Scoliosis can often be determined by a visual examination. When viewing the spine from behind, a lack of trunk symmetry may be observed.
Scoliosis is classified as mild, moderate or severe. Depending on each unique case, scoliosis may cause limited problems, or many. The combination of lateral curvature and vertebral rotation often results in a “rip hump” in the thoracic spine. (We prefer the term ‘prominence’. This prominence occurs when spinal vertebrae rotate toward the concave side of the curve, pushing the ribs dorsally (backwards). The result is a prominence on the convex side of the spinal curve. This prominence may be viewed from the rear when a person bends forward from the waist with the spine parallel to the floor with feet together, knees straight, and arms hanging down. This simple test for scoliosis is known as the Adam’s Forward Bend Test.

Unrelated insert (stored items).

//! The cart sync engine.
//!
//! Every public operation is two-phase: try the remote service first; if the
//! service is unavailable (transport failure or 5xx), perform the equivalent
//! mutation against the local mirror and answer in the same shape, so a
//! caller cannot tell an online success from an offline one. Remote 4xx
//! answers are the service rejecting the request and never trigger the
//! offline path.
//!
//! Remote, when reachable, is authoritative: every remote success is written
//! through to the local mirror and the snapshot cache before it is returned.
//! The mirror carries an explicit [`SyncState`] tag recording whether it
//! still holds offline mutations the server has not seen.

use chrono::Utc;
use rust_decimal::Decimal;
use tokio::sync::Mutex;
use tracing::{debug, info, warn};

use pawstore_cart_api as cart_api;

use crate::domain::{
	CartLineItem, CartMirror, CheckoutReceipt, PetSnapshot, RemoveReceipt, SyncState,
};
use crate::error::{CartError, Result};
use crate::infrastructure::{LocalCartStore, PetSnapshotCache};

use super::remote::RemoteCart;

/// Orchestrates the remote gateway, the local cart mirror and the pet
/// snapshot cache.
pub struct CartSyncEngine<R> {
	remote: R,
	// One writer at a time: every load-mutate-save cycle runs under this
	// lock, so concurrent callers within the process cannot lose writes.
	stores: Mutex<Stores>,
}

struct Stores {
	cart: LocalCartStore,
	snapshots: PetSnapshotCache,
}

impl<R: RemoteCart> CartSyncEngine<R> {
	pub fn new(remote: R, cart: LocalCartStore, snapshots: PetSnapshotCache) -> Self {
		Self {
			remote,
			stores: Mutex::new(Stores { cart, snapshots }),
		}
	}

	/// Current cart contents. Online, the remote list replaces the mirror
	/// wholesale; offline, the mirror is served unchanged.
	pub async fn list(&self) -> Result<Vec<CartLineItem>> {
		match self.remote.list().await {
			Ok(items) => {
				let items: Vec<CartLineItem> = items.into_iter().map(Into::into).collect();
				let stores = self.stores.lock().await;
				stores.snapshots.remember_all(items.iter().map(|i| &i.pet))?;
				stores.cart.save(&CartMirror::synced(items.clone()))?;
				Ok(items)
			}
			Err(e) if e.is_unavailability() => {
				warn!("cart service unavailable, serving local mirror: {e}");
				let stores = self.stores.lock().await;
				Ok(stores.cart.load()?.items)
			}
			Err(e) => Err(e.into()),
		}
	}

	/// Add a pet to the cart. Offline, an existing line's quantity grows, or
	/// a new line is synthesized from the snapshot cache; with neither, the
	/// add fails — there is no way to price an item with no known attributes.
	pub async fn add(&self, pet_id: i64, quantity: u32) -> Result<CartLineItem> {
		match self.remote.add(pet_id, quantity).await {
			Ok(item) => {
				let line = CartLineItem::from(item);
				let stores = self.stores.lock().await;
				stores.snapshots.remember(&line.pet)?;
				let mut mirror = stores.cart.load()?;
				mirror.upsert(line.clone());
				stores.cart.save(&mirror)?;
				Ok(line)
			}
			Err(e) if e.is_unavailability() => {
				warn!("cart service unavailable, adding pet {pet_id} to local mirror: {e}");
				let stores = self.stores.lock().await;
				let mut mirror = stores.cart.load()?;

				let line = match mirror.line_for_pet_mut(pet_id) {
					Some(existing) => {
						existing.set_quantity(existing.quantity + quantity);
						existing.clone()
					}
					None => {
						let Some(pet) = stores.snapshots.recall(pet_id)? else {
							return Err(CartError::UnknownPet { pet_id, source: e });
						};
						let line = CartLineItem::new(offline_line_id(), pet, quantity);
						mirror.items.push(line.clone());
						line
					}
				};

				mirror.sync_state = SyncState::PendingSync;
				stores.cart.save(&mirror)?;
				Ok(line)
			}
			Err(e) => Err(e.into()),
		}
	}

	/// Set a line's quantity. Quantity <= 0 deletes the line (answered as
	/// `None`), online and offline alike. Offline, a line that cannot be
	/// found locally surfaces the original remote error: there is nothing
	/// consistent to fall back to.
	pub async fn update_quantity(
		&self,
		line_id: i64,
		quantity: i32,
	) -> Result<Option<CartLineItem>> {
		match self.remote.update(line_id, quantity).await {
			Ok(Some(item)) => {
				let line = CartLineItem::from(item);
				let stores = self.stores.lock().await;
				stores.snapshots.remember(&line.pet)?;
				let mut mirror = stores.cart.load()?;
				mirror.upsert(line.clone());
				stores.cart.save(&mirror)?;
				Ok(Some(line))
			}
			Ok(None) => {
				// 204 from the service: the quantity change deleted the line.
				let stores = self.stores.lock().await;
				let mut mirror = stores.cart.load()?;
				mirror.remove_line(line_id);
				stores.cart.save(&mirror)?;
				Ok(None)
			}
			Err(e) if e.is_unavailability() => {
				warn!("cart service unavailable, updating line {line_id} in local mirror: {e}");
				let stores = self.stores.lock().await;
				let mut mirror = stores.cart.load()?;

				if quantity <= 0 {
					if mirror.remove_line(line_id).is_none() {
						return Err(e.into());
					}
					mirror.sync_state = SyncState::PendingSync;
					stores.cart.save(&mirror)?;
					return Ok(None);
				}

				let Some(line) = mirror.line_mut(line_id) else {
					return Err(e.into());
				};
				line.set_quantity(quantity as u32);
				let updated = line.clone();

				mirror.sync_state = SyncState::PendingSync;
				stores.cart.save(&mirror)?;
				Ok(Some(updated))
			}
			Err(e) => Err(e.into()),
		}
	}

	/// Remove a line from the cart.
	pub async fn remove(&self, line_id: i64) -> Result<RemoveReceipt> {
		match self.remote.remove(line_id).await {
			Ok(response) => {
				let stores = self.stores.lock().await;
				let mut mirror = stores.cart.load()?;
				mirror.remove_line(line_id);
				stores.cart.save(&mirror)?;
				Ok(response.into())
			}
			Err(e) if e.is_unavailability() => {
				warn!("cart service unavailable, removing line {line_id} from local mirror: {e}");
				let stores = self.stores.lock().await;
				let mut mirror = stores.cart.load()?;

				let Some(line) = mirror.remove_line(line_id) else {
					return Err(e.into());
				};
				mirror.sync_state = SyncState::PendingSync;
				stores.cart.save(&mirror)?;

				Ok(RemoveReceipt {
					message: format!("{} removed from cart (offline mode)", line.pet.name),
					status: "success".to_string(),
				})
			}
			Err(e) => Err(e.into()),
		}
	}

	/// Empty the cart. The local mirror is wiped whatever the remote said;
	/// clearing is idempotent and always safe to mirror. When the remote
	/// could not be cleared the mirror is tagged pending so the next sync
	/// clears the server too.
	pub async fn clear(&self) -> Result<()> {
		let outcome = self.remote.clear().await;
		let stores = self.stores.lock().await;

		match outcome {
			Ok(()) => {
				stores.cart.save(&CartMirror::default())?;
				Ok(())
			}
			Err(e) if e.is_unavailability() => {
				warn!("cart service unavailable, cleared local mirror only: {e}");
				stores.cart.save(&CartMirror::empty(SyncState::PendingSync))?;
				Ok(())
			}
			Err(e) => {
				stores.cart.save(&CartMirror::empty(SyncState::PendingSync))?;
				Err(e.into())
			}
		}
	}

	/// The cart total: the server's answer online, the decimal sum over the
	/// local mirror offline. Both paths share the mirror's arithmetic, so
	/// they agree for identical cart state.
	pub async fn total(&self) -> Result<Decimal> {
		match self.remote.total().await {
			Ok(response) => Ok(response.total),
			Err(e) if e.is_unavailability() => {
				warn!("cart service unavailable, totaling local mirror: {e}");
				let stores = self.stores.lock().await;
				Ok(stores.cart.load()?.total())
			}
			Err(e) => Err(e.into()),
		}
	}

	/// Check out the cart. A successful checkout empties both the server cart
	/// and the mirror. Offline, no transaction is ever fabricated: the error
	/// reports the locally computed total so the caller can show what would
	/// have been charged, and the mirror is left untouched for a retry.
	pub async fn checkout(&self) -> Result<CheckoutReceipt> {
		match self.remote.checkout().await {
			Ok(response) => {
				info!("checkout complete: {}", response.total);
				let stores = self.stores.lock().await;
				stores.cart.save(&CartMirror::default())?;
				Ok(response.into())
			}
			Err(e) if e.is_unavailability() => {
				let stores = self.stores.lock().await;
				let total = stores.cart.load()?.total();
				warn!("checkout unavailable, {total} would have been charged: {e}");
				Err(CartError::CheckoutUnavailable { total, source: e })
			}
			Err(e) => Err(e.into()),
		}
	}

	/// Replace the server cart with the local mirror, then re-adopt the
	/// server's view. Invoked by the caller once connectivity returns.
	///
	/// The mirror is persisted as [`SyncState::SyncInProgress`] before the
	/// remote is touched, so a crash mid-replay leaves a durable marker. The
	/// replay itself is one add per line, keyed by pet id — the mirror holds
	/// at most one line per pet, so re-running the whole sync after a
	/// partial failure cannot double-add anything.
	pub async fn sync_local_cart_with_server(&self) -> Result<Vec<CartLineItem>> {
		let stores = self.stores.lock().await;
		let mut mirror = stores.cart.load()?;

		info!(
			"syncing {} local cart lines with the server",
			mirror.items.len()
		);
		mirror.sync_state = SyncState::SyncInProgress;
		stores.cart.save(&mirror)?;

		self.remote.clear().await?;
		for line in &mirror.items {
			debug!("replaying pet {} x{}", line.pet.id, line.quantity);
			self.remote.add(line.pet.id, line.quantity).await?;
		}

		let items: Vec<CartLineItem> = self
			.remote
			.list()
			.await?
			.into_iter()
			.map(Into::into)
			.collect();
		stores.snapshots.remember_all(items.iter().map(|i| &i.pet))?;
		stores.cart.save(&CartMirror::synced(items.clone()))?;

		info!("cart sync complete: {} lines", items.len());
		Ok(items)
	}

	/// The persisted sync tag, exposed so "remote is authoritative when
	/// reachable" is observable from outside.
	pub async fn sync_state(&self) -> Result<SyncState> {
		let stores = self.stores.lock().await;
		Ok(stores.cart.load()?.sync_state)
	}

	/// Snapshot a pet observed outside any cart operation (e.g. a browse
	/// view), so an offline add can later reconstruct it.
	pub async fn observe_pet(&self, pet: cart_api::Pet) -> Result<PetSnapshot> {
		let snapshot = PetSnapshot::from(pet);
		let stores = self.stores.lock().await;
		stores.snapshots.remember(&snapshot)?;
		Ok(snapshot)
	}
}

/// Timestamp-based id for lines created while the server cannot assign one.
fn offline_line_id() -> i64 {
	Utc::now().timestamp_millis()
}
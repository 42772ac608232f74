use thiserror::Error;

/// Errors surfaced while bootstrapping or operating a data node.
///
/// Remote entry points never return these to callers; per the propagation
/// policy, transport and durable-write failures are logged and converted to
/// `FAIL` responses or swallowed. These variants cover setup paths where
/// failing loudly is correct.
#[derive(Debug, Error)]
pub enum DataNodeError {
    #[error("i/o error on the durable store: {0}")]
    Io(#[from] std::io::Error),

    #[error("coordinator call failed: {0}")]
    Rpc(#[from] reqwest::Error),
}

Physicians should perform other tests, including x-rays, to determine if scoliosis is present:
How to Check for Scoliosis (things to look for)
- spinal asymmetry
- unlevel shoulders
- shoulder asymmetry
- unlevel hips, with/without one-sided hip prominence
- head does not line up with pelvis
- rib prominence
With scoliosis, the spine must be considered from a lateral (side) view as well. From a lateral (sagittal) perspective a normal spine has four curves: cervical, thoracic, lumbar and sacral. Scoliosis frequently presents with deviations in the typical lateral curve patterns. For instance, from the side it is normal for the thoracic spine to have a slight arcing ‘C’ pattern (kyphosis), but with scoliosis there may be a deviation from normal: if the arc is especially pronounced, it may be hyperkyphosis. If there is a flattening of the thoracic spine, the patient may have hypokyphosis. The lower back or lumbar spine should have a mildly inverse ‘C’ arc known as lordosis. An above normal variation of the curve pattern, again, from the side, in the low back is known as hyperlordosis. If there is a flattening in the lumbar spine this is known as hypolordosis.
These variables in the way scoliosis presents contributes to making each scoliosis case unique and requires the expertise of a scoliosis expert. A majority of scoliosis patients are hypokyphotic in the thoracic spine and hypolordotic in the lumbar spine.